** Work order **
In the data below, find the line containing "if used.iter().all(|u| *u)", then set down that line and every later line up to and including the line containing "in one point.", exactly.

Records excerpted from a collection
※
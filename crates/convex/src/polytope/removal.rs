//! Removal error and face removal.
//!
//! Deleting a patch lets its neighbors grow until they meet. The new corners
//! are intersections of neighbor-plane triples that stay inside every other
//! neighbor. Each neighbor then gets its chain of new corners spliced in
//! where the removed patch used to be.

use super::types::{Corner, Patch, PatchId, Removal};
use super::Polytope;
use crate::error::{ConvexError, Result};
use crate::geom3::{intersect_planes, triples, HalfSpace, Vec3};

/// A new vertex and the neighbor slots (ring positions of the removed patch)
/// whose planes pass through it.
#[derive(Clone, Debug)]
struct NewVert {
    pos: Vec3,
    on: Vec<usize>,
}

impl NewVert {
    fn shared(&self, other: &NewVert) -> usize {
        self.on.iter().filter(|i| other.on.contains(i)).count()
    }
}

impl Polytope {
    #[inline]
    fn neighbor_plane(&self, p: &Patch, k: usize) -> &HalfSpace {
        &self.patches[p.ring[k].nb.0].plane
    }

    fn triple_point(&self, p: &Patch, t: [usize; 3]) -> Option<Vec3> {
        intersect_planes(
            self.neighbor_plane(p, t[0]),
            self.neighbor_plane(p, t[1]),
            self.neighbor_plane(p, t[2]),
            self.cfg.pivot_eps,
        )
    }

    /// Removal error of a patch in the current state; `-1` if some neighbor
    /// never bounds a valid candidate.
    pub(crate) fn removal_error_of(&self, id: PatchId) -> f64 {
        let p = &self.patches[id.0];
        let n = p.len();
        if n < 3 {
            return -1.0;
        }
        let eps = self.cfg.dist_eps;
        let mut err = -1.0f64;
        let mut used = vec![false; n];
        for t in triples(n) {
            let Some(v) = self.triple_point(p, t) else {
                continue;
            };
            if p.plane.inside(&v, eps) {
                continue;
            }
            let blocked = (0..n)
                .filter(|i| !t.contains(i))
                .any(|i| self.neighbor_plane(p, i).outside(&v, eps));
            if blocked {
                continue;
            }
            let e = if p.plane.on_plane(&v, eps) {
                0.0
            } else {
                p.plane.distance(&v)
            };
            err = err.max(e);
            for i in t {
                used[i] = true;
            }
        }
        if used.iter().all(|u| *u) {
            err
        } else {
            -1.0
        }
    }

    /// Candidate vertices of removing `p`, merged when more than three
    /// neighbor planes meet in one point.
    fn replacement_vertices(&self, p: &Patch) -> (Vec<NewVert>, Vec<Vec<usize>>) {
        let n = p.len();
        let eps = self.cfg.dist_eps;
        let mut cands: Vec<NewVert> = Vec::new();
        let mut per_slot: Vec<Vec<usize>> = vec![Vec::new(); n];
        for t in triples(n) {
            let covered = cands
                .iter()
                .any(|c| c.on.len() > 3 && t.iter().all(|x| c.on.contains(x)));
            if covered {
                continue;
            }
            let Some(v) = self.triple_point(p, t) else {
                continue;
            };
            if p.plane.inside(&v, eps) {
                continue;
            }
            let mut on = Vec::new();
            let mut blocked = false;
            for i in (0..n).filter(|i| !t.contains(i)) {
                let h = self.neighbor_plane(p, i);
                if h.outside(&v, eps) {
                    blocked = true;
                    break;
                }
                if h.on_plane(&v, eps) {
                    on.push(i);
                }
            }
            if blocked {
                continue;
            }
            on.extend(t);

            let merge = if on.len() > 3 {
                cands.iter().position(|c| c.on.iter().all(|x| on.contains(x)))
            } else {
                None
            };
            match merge {
                Some(k) => {
                    for &x in &on {
                        if !cands[k].on.contains(&x) {
                            per_slot[x].push(k);
                        }
                    }
                    cands[k].on = on;
                }
                None => {
                    let k = cands.len();
                    for &x in &on {
                        per_slot[x].push(k);
                    }
                    cands.push(NewVert { pos: v, on });
                }
            }
        }
        (cands, per_slot)
    }

    /// New ring of the neighbor at slot `i` of the removed patch `p`.
    fn spliced_ring(
        &self,
        p: &Patch,
        i: usize,
        cands: &[NewVert],
        per_slot: &[Vec<usize>],
        base: usize,
    ) -> Result<Vec<Corner>> {
        let n = p.len();
        let nx = (i + 1) % n;
        let pr = (i + n - 1) % n;
        let (g1, g2) = (p.ring[i].vid, p.ring[nx].vid);
        let list = &per_slot[i];

        // Chain the new vertices on this neighbor, from the one shared with
        // the next neighbor to the one shared with the previous neighbor.
        let first = list
            .iter()
            .copied()
            .find(|&x| cands[x].on.contains(&i) && cands[x].on.contains(&nx))
            .ok_or_else(|| ConvexError::topology(format!("no chain start on slot {i}")))?;
        let mut chain = vec![first];
        let mut visited = 1;
        while visited < list.len() {
            visited += 1;
            let last = chain[chain.len() - 1];
            let prev = chain.len().checked_sub(2).map(|k| chain[k]);
            let next = list
                .iter()
                .copied()
                .find(|&x| x != last && Some(x) != prev && cands[last].shared(&cands[x]) >= 2);
            if let Some(x) = next {
                chain.push(x);
            }
        }
        if visited != chain.len() {
            return Err(ConvexError::topology(format!(
                "sorted {} of {} new vertices on slot {i}",
                chain.len(),
                list.len()
            )));
        }
        let tail = &cands[chain[chain.len() - 1]];
        if !(tail.on.contains(&pr) && tail.on.contains(&i)) {
            return Err(ConvexError::topology(format!(
                "chain on slot {i} does not reach the previous neighbor"
            )));
        }

        let cur = &self.patches[p.ring[i].nb.0];
        let mut ring = cur.ring.clone();
        let m = ring.len();
        let mut v2 = ring
            .iter()
            .position(|c| c.vid == g2)
            .ok_or_else(|| ConvexError::topology(format!("vertex {g2} missing from neighbor")))?;
        if ring[(v2 + 1) % m].vid != g1 {
            return Err(ConvexError::topology(format!(
                "edge {g2}->{g1} missing from neighbor"
            )));
        }
        // A vertex of degree three disappears together with the patch.
        if self.degree[g1] == 3 {
            let at = (v2 + 1) % m;
            ring.remove(at);
            if at < v2 {
                v2 -= 1;
            }
        }
        let ins = if self.degree[g2] == 3 {
            ring.remove(v2);
            v2
        } else {
            ring[v2].nb = p.ring[nx].nb;
            v2 + 1
        };

        let mut corners = Vec::with_capacity(chain.len());
        for (j, &x) in chain.iter().enumerate() {
            let nb = match chain.get(j + 1) {
                None => p.ring[pr].nb,
                Some(&y) => (0..n)
                    .filter(|&k| k != i && per_slot[k].contains(&x) && per_slot[k].contains(&y))
                    .last()
                    .map(|k| p.ring[k].nb)
                    .ok_or_else(|| {
                        ConvexError::topology(format!("no neighbor between new vertices {x} and {y}"))
                    })?,
            };
            corners.push(Corner { vid: base + x, nb });
        }
        ring.splice(ins..ins, corners);
        Ok(ring)
    }

    /// Remove an active patch. The polytope is unchanged on error.
    pub fn remove_face(&mut self, id: PatchId) -> Result<()> {
        let slot = self
            .active
            .iter()
            .position(|&a| a == id)
            .ok_or_else(|| ConvexError::topology(format!("patch {} is not active", id.0)))?;
        let p = self.patches[id.0].clone();
        if p.len() < 3 {
            return Err(ConvexError::topology("patch with fewer than three neighbors"));
        }

        let (cands, per_slot) = self.replacement_vertices(&p);
        if cands.is_empty() {
            return Err(ConvexError::topology("no replacement vertex"));
        }
        let base = self.verts.len();
        let mut rings = Vec::with_capacity(p.len());
        for i in 0..p.len() {
            rings.push((p.ring[i].nb, self.spliced_ring(&p, i, &cands, &per_slot, base)?));
        }

        // Redo entries are dropped; their vertices were already truncated on undo.
        self.history.truncate(self.cursor);
        let before: Vec<(PatchId, Patch)> = rings
            .iter()
            .map(|(nb, _)| (*nb, self.patches[nb.0].clone()))
            .collect();
        let new_verts: Vec<Vec3> = cands.iter().map(|c| c.pos).collect();
        let new_degrees: Vec<usize> = cands.iter().map(|c| c.on.len()).collect();
        self.verts.extend_from_slice(&new_verts);
        self.degree.extend_from_slice(&new_degrees);
        for (nb, ring) in rings {
            self.patches[nb.0].ring = ring;
        }
        for (nb, _) in &before {
            self.patches[nb.0].removal_error = self.removal_error_of(*nb);
        }
        for c in &p.ring {
            self.degree[c.vid] = self.degree[c.vid].saturating_sub(1);
        }
        self.active.remove(slot);
        let after = before
            .iter()
            .map(|(nb, _)| (*nb, self.patches[nb.0].clone()))
            .collect();

        tracing::debug!(
            patch = id.0,
            error = p.removal_error,
            faces = self.active.len(),
            new_vertices = new_verts.len(),
            "face removed"
        );
        self.history.push(Removal {
            patch: id,
            slot,
            before,
            after,
            new_verts,
            new_degrees,
            error: p.removal_error,
        });
        self.cursor += 1;
        Ok(())
    }
}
※
** Expected answer **
        if used.iter().all(|u| *u) {
            err
        } else {
            -1.0
        }
    }

    /// Candidate vertices of removing `p`, merged when more than three
    /// neighbor planes meet in one point.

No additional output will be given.